On Monday, Royal Dutch Shell announced that it will acquire a 43.86-percent stake in a Nashville-based solar plant company called Silicon Ranch Corporation. The deal could be worth up to $217 million, according to Reuters.
The oil and gas industry of the Netherlands is one of the largest in the world, and, by its own account, it records access of $233.6 billion in 2016 and $4.8 billion in net income. The $217 million that has been set aside for US-based solar investment is a fraction of that, but it shows some willingness to acknowledge a future, however distant, in which oil and gas may not dominate on energy and transportation sectors.
The move follows oil and gas giant BP (formerly British Petroleum), which has invested $200 million in European solar development. Fire source a month ago.
Currently, Silicon Farm has 880 megawatts of solar power installed 14 states in the US. In 2016, Shell established the “New Energies” division to prepare for a future in which governments are cracking down on oil and carbon-intensive energy. “In November, Shell doubled its planned investment in the new energy division… to $1 billion-$2 billion until 2020,” Reuters notes.
Shell has also been trying to use its business acumen in gasoline production and marketing by funding pilot hydrogen fuel cell projects.
Reuters notes that this is not Shell’s first entry into the solar market: “Shell first entered the solar sector when it acquired Siemens Solar in 2002, only to sell the entire business six years later. He also retained a small stake in Showa Shell’s solar business after selling most of the business in 2016.”
However, Shell cannot be ahead when it comes to reducing carbon emissions.
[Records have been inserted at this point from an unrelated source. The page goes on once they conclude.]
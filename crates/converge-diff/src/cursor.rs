//! Stateful path traversal with create-on-miss policies.
//!
//! A [`Cursor`] is anchored at a root value and walks a [`Path`] one
//! element at a time, materializing missing slots where its configuration
//! allows. When the path is exhausted, [`Cursor::set`] or
//! [`Cursor::delete`] is the only meaningful operation.
//!
//! In this representation every container entry is an addressable `&mut`
//! slot, so a write lands directly where the walk stops; no enclosing
//! container is rebuilt. Only indirections can be "null" here — sequences
//! and mappings are always present, possibly empty — so the
//! `create_missing_containers` policy governs dereferencing alone.

use std::collections::btree_map::Entry;

use converge_types::{Path, PathElement, Value, ValueType};

use crate::error::{PatchError, PatchResult};

/// Policies for materializing missing slots during traversal.
#[derive(Clone, Copy, Debug, Default)]
pub struct CursorConfig {
    /// Allocate an empty instance when dereferencing a null indirection.
    pub create_missing_containers: bool,
    /// Instantiate a zero value of the declared element type when the path
    /// targets a missing mapping entry or a one-past-end sequence position.
    pub create_missing_values: bool,
}

/// A traversal anchored at a root value, addressing one slot.
pub struct Cursor<'a> {
    ty: &'a ValueType,
    root: &'a mut Value,
    path: &'a Path,
    config: CursorConfig,
}

impl<'a> Cursor<'a> {
    /// Anchor a cursor at a root value of the given type.
    pub fn new(ty: &'a ValueType, root: &'a mut Value, path: &'a Path, config: CursorConfig) -> Self {
        Self {
            ty,
            root,
            path,
            config,
        }
    }

    /// Overwrite the addressed slot with a new value.
    ///
    /// Missing slots — intermediate or final — are materialized per the
    /// configuration: an absent mapping entry or a one-past-end sequence
    /// position needs `create_missing_values`, a null indirection needs
    /// `create_missing_containers`.
    pub fn set(self, new: Value) -> PatchResult<()> {
        let elements = self.path.elements();
        if elements.is_empty() {
            if !new.conforms(self.ty) {
                return Err(PatchError::MalformedPath {
                    path: String::new(),
                    reason: format!(
                        "cannot assign {} to {}",
                        new.kind_name(),
                        self.ty.kind_name()
                    ),
                });
            }
            *self.root = new;
            return Ok(());
        }

        let config = self.config;
        let (parent, parent_ty, last, rendered) = self.seek_parent()?;
        assign(parent, parent_ty, last, &rendered, config, new)
    }

    /// Remove the addressed slot.
    ///
    /// Only meaningful under a mapping (remove the entry), a sequence
    /// (truncate one element from the tail), or an indirection (set null).
    pub fn delete(self) -> PatchResult<()> {
        let elements = self.path.elements();
        if elements.is_empty() {
            return Err(PatchError::DeleteUnsupported {
                path: String::new(),
                kind: self.root.kind_name().to_string(),
            });
        }

        let (parent, _parent_ty, last, rendered) = self.seek_parent()?;
        match (parent, last) {
            (Value::Map(entries), PathElement::Key(key)) => {
                // Removing an absent key is a no-op.
                entries.remove(key);
                Ok(())
            }
            (Value::Seq(elems), PathElement::Index(index)) => {
                // Tail semantics: the last element is removed regardless of
                // which index the path named.
                if elems.pop().is_none() {
                    return Err(PatchError::OutOfBounds {
                        path: format!("{rendered}{last}"),
                        index: *index,
                        len: 0,
                    });
                }
                Ok(())
            }
            (Value::Opt(inner), PathElement::Deref) => {
                *inner = None;
                Ok(())
            }
            (parent @ (Value::Map(_) | Value::Seq(_) | Value::Opt(_)), _) => {
                Err(PatchError::MalformedPath {
                    path: format!("{rendered}{last}"),
                    reason: format!(
                        "path element does not address an entry of {}",
                        parent.kind_name()
                    ),
                })
            }
            (parent, _) => Err(PatchError::DeleteUnsupported {
                path: format!("{rendered}{last}"),
                kind: parent.kind_name().to_string(),
            }),
        }
    }

    /// Walk every path element but the last, returning the parent slot,
    /// its type, the final element, and the rendered prefix consumed.
    fn seek_parent(self) -> PatchResult<(&'a mut Value, &'a ValueType, &'a PathElement, String)> {
        let elements = self.path.elements();
        let mut current = self.root;
        let mut current_ty = self.ty;
        let mut rendered = String::new();

        for element in &elements[..elements.len() - 1] {
            let (value, ty) = advance(current, current_ty, element, &rendered, self.config)?;
            current = value;
            current_ty = ty;
            rendered.push_str(&element.to_string());
        }

        let last = &elements[elements.len() - 1];
        Ok((current, current_ty, last, rendered))
    }
}

/// Consume one path element: compute the next slot, materializing missing
/// mapping entries, sequence tails, and null indirections per the config.
fn advance<'a>(
    value: &'a mut Value,
    ty: &'a ValueType,
    element: &PathElement,
    rendered: &str,
    config: CursorConfig,
) -> PatchResult<(&'a mut Value, &'a ValueType)> {
    let at = || format!("{rendered}{element}");

    match element {
        PathElement::Field { index, .. } => {
            let ValueType::Record(rt) = ty else {
                return Err(malformed(at(), format!("cannot select a field of {}", ty.kind_name())));
            };
            let Some(field) = rt.field(*index) else {
                return Err(PatchError::OutOfBounds {
                    path: at(),
                    index: *index,
                    len: rt.len(),
                });
            };
            let Value::Record(fields) = value else {
                return Err(shape_drift(at()));
            };
            match fields.get_mut(*index) {
                Some(slot) => Ok((slot, &field.ty)),
                None => Err(shape_drift(at())),
            }
        }
        PathElement::Index(index) => match ty {
            ValueType::Tuple(elems) => {
                let Some(elem_ty) = elems.get(*index) else {
                    return Err(PatchError::OutOfBounds {
                        path: at(),
                        index: *index,
                        len: elems.len(),
                    });
                };
                let Value::Tuple(slots) = value else {
                    return Err(shape_drift(at()));
                };
                match slots.get_mut(*index) {
                    Some(slot) => Ok((slot, elem_ty)),
                    None => Err(shape_drift(at())),
                }
            }
            ValueType::Seq(elem_ty) => {
                let Value::Seq(slots) = value else {
                    return Err(shape_drift(at()));
                };
                if *index == slots.len() && config.create_missing_values {
                    slots.push(elem_ty.zero());
                }
                let len = slots.len();
                match slots.get_mut(*index) {
                    Some(slot) => Ok((slot, elem_ty)),
                    None => Err(PatchError::OutOfBounds {
                        path: at(),
                        index: *index,
                        len,
                    }),
                }
            }
            other => Err(malformed(
                at(),
                format!("cannot index into {}", other.kind_name()),
            )),
        },
        PathElement::Key(key) => {
            let ValueType::Map {
                key: key_kind,
                value: val_ty,
            } = ty
            else {
                return Err(malformed(at(), format!("cannot key into {}", ty.kind_name())));
            };
            if key.kind() != *key_kind {
                return Err(malformed(
                    at(),
                    format!("key kind {} does not match map key kind {key_kind}", key.kind()),
                ));
            }
            let Value::Map(entries) = value else {
                return Err(shape_drift(at()));
            };
            match entries.entry(key.clone()) {
                Entry::Occupied(slot) => Ok((slot.into_mut(), val_ty)),
                Entry::Vacant(slot) if config.create_missing_values => {
                    Ok((slot.insert(val_ty.zero()), val_ty))
                }
                Entry::Vacant(_) => Err(malformed(at(), "no entry for key".to_string())),
            }
        }
        PathElement::Deref => {
            let ValueType::Opt(inner_ty) = ty else {
                return Err(malformed(
                    at(),
                    format!("cannot dereference {}", ty.kind_name()),
                ));
            };
            let Value::Opt(inner) = value else {
                return Err(shape_drift(at()));
            };
            if inner.is_none() {
                if !config.create_missing_containers {
                    return Err(malformed(
                        at(),
                        "dereference through a null indirection".to_string(),
                    ));
                }
                *inner = Some(Box::new(inner_ty.zero()));
            }
            match inner {
                Some(boxed) => Ok((boxed.as_mut(), inner_ty)),
                None => Err(shape_drift(at())),
            }
        }
    }
}

/// Write `new` into the child slot of `parent` named by `element`.
///
/// Materializing a missing final slot is gated by the same config
/// policies `advance` applies to every earlier element.
fn assign(
    parent: &mut Value,
    parent_ty: &ValueType,
    element: &PathElement,
    rendered: &str,
    config: CursorConfig,
    new: Value,
) -> PatchResult<()> {
    let at = || format!("{rendered}{element}");
    let assign_err = |expected: &ValueType, actual: &Value| {
        malformed(
            at(),
            format!(
                "cannot assign {} to {}",
                actual.kind_name(),
                expected.kind_name()
            ),
        )
    };

    match element {
        PathElement::Field { index, .. } => {
            let ValueType::Record(rt) = parent_ty else {
                return Err(malformed(at(), format!("cannot select a field of {}", parent_ty.kind_name())));
            };
            let Some(field) = rt.field(*index) else {
                return Err(PatchError::OutOfBounds {
                    path: at(),
                    index: *index,
                    len: rt.len(),
                });
            };
            if !new.conforms(&field.ty) {
                return Err(assign_err(&field.ty, &new));
            }
            let Value::Record(fields) = parent else {
                return Err(shape_drift(at()));
            };
            match fields.get_mut(*index) {
                Some(slot) => {
                    *slot = new;
                    Ok(())
                }
                None => Err(shape_drift(at())),
            }
        }
        PathElement::Index(index) => match parent_ty {
            ValueType::Tuple(elems) => {
                let Some(elem_ty) = elems.get(*index) else {
                    return Err(PatchError::OutOfBounds {
                        path: at(),
                        index: *index,
                        len: elems.len(),
                    });
                };
                if !new.conforms(elem_ty) {
                    return Err(assign_err(elem_ty, &new));
                }
                let Value::Tuple(slots) = parent else {
                    return Err(shape_drift(at()));
                };
                match slots.get_mut(*index) {
                    Some(slot) => {
                        *slot = new;
                        Ok(())
                    }
                    None => Err(shape_drift(at())),
                }
            }
            ValueType::Seq(elem_ty) => {
                if !new.conforms(elem_ty) {
                    return Err(assign_err(elem_ty, &new));
                }
                let Value::Seq(slots) = parent else {
                    return Err(shape_drift(at()));
                };
                let len = slots.len();
                if *index < len {
                    slots[*index] = new;
                    Ok(())
                } else if *index == len && config.create_missing_values {
                    // Append is only legal at exactly one past the end.
                    slots.push(new);
                    Ok(())
                } else {
                    Err(PatchError::OutOfBounds {
                        path: at(),
                        index: *index,
                        len,
                    })
                }
            }
            other => Err(malformed(
                at(),
                format!("cannot index into {}", other.kind_name()),
            )),
        },
        PathElement::Key(key) => {
            let ValueType::Map {
                key: key_kind,
                value: val_ty,
            } = parent_ty
            else {
                return Err(malformed(at(), format!("cannot key into {}", parent_ty.kind_name())));
            };
            if key.kind() != *key_kind {
                return Err(malformed(
                    at(),
                    format!("key kind {} does not match map key kind {key_kind}", key.kind()),
                ));
            }
            if !new.conforms(val_ty) {
                return Err(assign_err(val_ty, &new));
            }
            let Value::Map(entries) = parent else {
                return Err(shape_drift(at()));
            };
            if !config.create_missing_values && !entries.contains_key(key) {
                return Err(malformed(at(), "no entry for key".to_string()));
            }
            entries.insert(key.clone(), new);
            Ok(())
        }
        PathElement::Deref => {
            let ValueType::Opt(inner_ty) = parent_ty else {
                return Err(malformed(
                    at(),
                    format!("cannot dereference {}", parent_ty.kind_name()),
                ));
            };
            if !new.conforms(inner_ty) {
                return Err(assign_err(inner_ty, &new));
            }
            let Value::Opt(inner) = parent else {
                return Err(shape_drift(at()));
            };
            if inner.is_none() && !config.create_missing_containers {
                return Err(malformed(
                    at(),
                    "dereference through a null indirection".to_string(),
                ));
            }
            *inner = Some(Box::new(new));
            Ok(())
        }
    }
}

fn malformed(path: String, reason: String) -> PatchError {
    PatchError::MalformedPath { path, reason }
}

/// A value stopped matching its declared type mid-walk. This indicates the
/// pairing invariant was violated before the cursor ran.
fn shape_drift(path: String) -> PatchError {
    PatchError::Internal(format!("value does not match its declared type at '{path}'"))
}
Today, the company also announced its first investment in the UK North Sea oil field in six years, which will include eight new wells and a floating production, storage, and transportation vessel.
“Peak production would be the equivalent of 45,000 barrels a day, with a break-even price of less than $40 a barrel,” Bloomberg reported.
Last week, New York City sued Shell and a number of other oil companies for the cost of adapting to climate change. The city also promised to divest its pension from oil companies.